QuantumScape’s short history as a public company underlines the volatility investors face. Riding a wave of demand, its shares peaked at $131 in late December, a thirteen-fold increase on the $10 at which Spacs typically list.
Spun out from Stanford University, QuantumScape released data that it said showed advances in solid-state battery technology, which could help improve the driving range of electric vehicles. The market capitalisation of the company, which does not expect any revenues until 2024 and any profits for three years after that, last year briefly eclipsed that of Ford and Fiat Chrysler.
However, the stock has since plunged 60 per cent from its peak. Quantum-Scape did not respond to a request for comment.
Luminar Technologies is another Spac with a brief but striking life as a public company. Shares in the group, which develops laser-based imaging sensors, or lidars, that can be used for autonomous driving, have almost doubled since listing in December.
Founded by 25-year-old engineer Austin Russell, the Silicon Valley company has signed a production agreement with Volvo due to begin in 2022, setting it apart from competitors. But its roughly $10bn valuation dwarfs the market for automotive lidar, which Northland Securities analyst Gus Richard estimates will be worth $2.5bn in 2025. Luminar declined to comment.
One senior Wall Street lawyer who has worked on numerous Spac deals said the enthusiasm of retail investors had been a key feature of the mania for the car tech sector.
“If the trading strategy is ‘I’m going to buy across the spectrum, because there will be winners and I know there will be losers’ then that’s not a crazy investment strategy,” the Spac adviser said. “But not all the electric vehicle companies will survive. They just can’t, there’s too many of them.”
Retail investors were among those caught out by the crisis that engulfed Nikola, a US electric truck start-up and early beneficiary of the investment craze. After peaking in June, Nikola shares tumbled in September after shortseller Hindenburg Research alleged that the company was an “intricate fraud”. Its founder Trevor Milton, who stepped down in September, has denied any wrongdoing.
Despite the turbulence, shares in all nine of the auto tech companies that used Spacs to go public last year trade well above $10, with a median price above $20. Indeed, shares in almost three-quarters of the 37 completed Spac deals last year are trading above $10. More than a third are trading above $20.

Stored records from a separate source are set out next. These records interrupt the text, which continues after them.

//! State containers with subscriber notification.
//!
//! A [`Store`] owns one immutable revision of state at a time, applies
//! merges into fresh revisions, and notifies a snapshot of its listeners
//! synchronously.

mod store;

pub use store::{State, Store, Unsubscribe, Update, WatchOptions, RESERVED_KEYS};
//! Integration tests for the parser crate.
//!
//! Tests cover whole documents, error recovery, and robustness against
//! arbitrary input.

use basiclang_syntax::{
    parse, Access, BasicParser, Declaration, DeclarationKind, ParseErrorKind, ParseResult,
    SourceParser, TokenKind,
};
use proptest::prelude::*;

// ============================================================================
// Helper Functions
// ============================================================================

fn parse_ok(source: &str) -> ParseResult {
    let result = parse(source);
    assert!(
        result.errors.is_empty(),
        "expected no errors, got: {:?}",
        result.errors
    );
    result
}

fn names(declarations: &[Declaration]) -> Vec<&str> {
    declarations.iter().map(Declaration::name).collect()
}

const INVENTORY: &str = r#"' Inventory module
Public Class Item
    Public Name As String
    Private price As Double

    Public Function Total(ByVal qty As Integer) As Double
        Dim subtotal As Double
        subtotal = price * qty
        Total = subtotal
    End Function
End Class

Private Sub Helper()
    Print "helping"
End Sub

Function Compute(a, b)
    Compute = a + b
End Function

Dim shared As Item
"#;

// ============================================================================
// Whole Documents
// ============================================================================

#[test]
fn test_parse_module() {
    let result = parse_ok(INVENTORY);
    assert_eq!(
        names(&result.declarations),
        ["Item", "Helper", "Compute", "shared"]
    );

    let kinds: Vec<_> = result.declarations.iter().map(Declaration::kind).collect();
    assert_eq!(
        kinds,
        [
            DeclarationKind::Class,
            DeclarationKind::Subroutine,
            DeclarationKind::Function,
            DeclarationKind::Variable
        ]
    );

    let item = &result.declarations[0];
    assert_eq!(item.access(), Access::Public);
    assert_eq!(names(item.children()), ["Name", "price", "Total"]);
    assert_eq!(item.children()[2].children().len(), 1);
    assert_eq!(item.span().start.line, 2);
    assert_eq!(item.span().end.line, 11);

    // Undeclared access defaults to private.
    assert_eq!(result.declarations[2].access(), Access::Private);
}

#[test]
fn test_keywords_are_case_insensitive() {
    let result = parse_ok("PUBLIC FUNCTION shout()\nEND FUNCTION\nclass quiet\nend class\n");
    assert_eq!(names(&result.declarations), ["shout", "quiet"]);
    assert_eq!(result.declarations[0].access(), Access::Public);
}

#[test]
fn test_tokens_cover_whole_document() {
    let result = parse(INVENTORY);
    assert!(result.tokens.iter().any(|t| t.kind == TokenKind::Comment));
    let identifiers = result
        .tokens
        .iter()
        .filter(|t| t.names("compute"))
        .count();
    assert_eq!(identifiers, 2);
}

#[test]
fn test_duplicate_top_level_names_are_kept_in_order() {
    let result = parse_ok("Sub Dup()\nEnd Sub\nFunction dup()\nEnd Function\n");
    assert_eq!(names(&result.declarations), ["Dup", "dup"]);
}

// ============================================================================
// Error Recovery
// ============================================================================

#[test]
fn test_recovery_keeps_later_declarations() {
    let source = "Class Broken\n  Sub Inner()\nEnd Class\nPublic Sub After()\nEnd Sub\n";
    let result = parse(source);
    assert_eq!(names(&result.declarations), ["Broken", "After"]);
    assert_eq!(result.errors.len(), 1);
    assert!(matches!(
        result.errors[0].kind,
        ParseErrorKind::MismatchedEnd { .. }
    ));
}

#[test]
fn test_unterminated_at_eof() {
    let result = parse("Public Class Open\n  Dim x\n");
    assert_eq!(result.declarations.len(), 1);
    assert_eq!(result.declarations[0].children().len(), 1);
    assert_eq!(
        result.errors[0].kind,
        ParseErrorKind::UnterminatedBlock(DeclarationKind::Class)
    );
}

#[test]
fn test_lexical_errors_do_not_stop_scanning() {
    let result = parse("Sub A()\n  x = ? \"oops\nEnd Sub\n");
    assert_eq!(names(&result.declarations), ["A"]);
    assert_eq!(result.errors.len(), 2);
}

#[test]
fn test_parser_trait_object() {
    let parser: Box<dyn SourceParser> = Box::new(BasicParser::with_size_limit(1024));
    let result = parser.parse(INVENTORY).unwrap();
    assert_eq!(result.declarations.len(), 4);
}

// ============================================================================
// Robustness
// ============================================================================

proptest! {
    #[test]
    fn test_parse_never_panics(source in "\\PC*") {
        let _ = parse(&source);
    }

    #[test]
    fn test_parse_never_panics_on_keyword_soup(
        words in prop::collection::vec(
            prop::sample::select(vec![
                "Class", "End", "Function", "Sub", "Public", "Private", "Dim", "As",
                "(", ")", ",", ":", "\n", "x", "y", "\"", "'", "New",
            ]),
            0..64,
        )
    ) {
        let source = words.join(" ");
        let result = parse(&source);
        for token in &result.tokens {
            prop_assert!(token.line >= 1 && token.column >= 1);
        }
    }
}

Nor is there any sign that the wave of interest has peaked. Lucid Motors, a Californian electric vehicle group controlled by Saudi Arabia’s sovereign wealth fund that has yet to deliver a single model, is in talks to merge with one of the Spacs launched by former Citigroup investment banker Michael Klein, according to people with direct knowledge of the matter.
But some caution that the combination of the mania for auto tech and Spacs is likely to remain a combustible one this year. “It’s not sustainable because at some point things are going to normalise and investors are now buying these things blindly,” said a senior equity sales bank executive.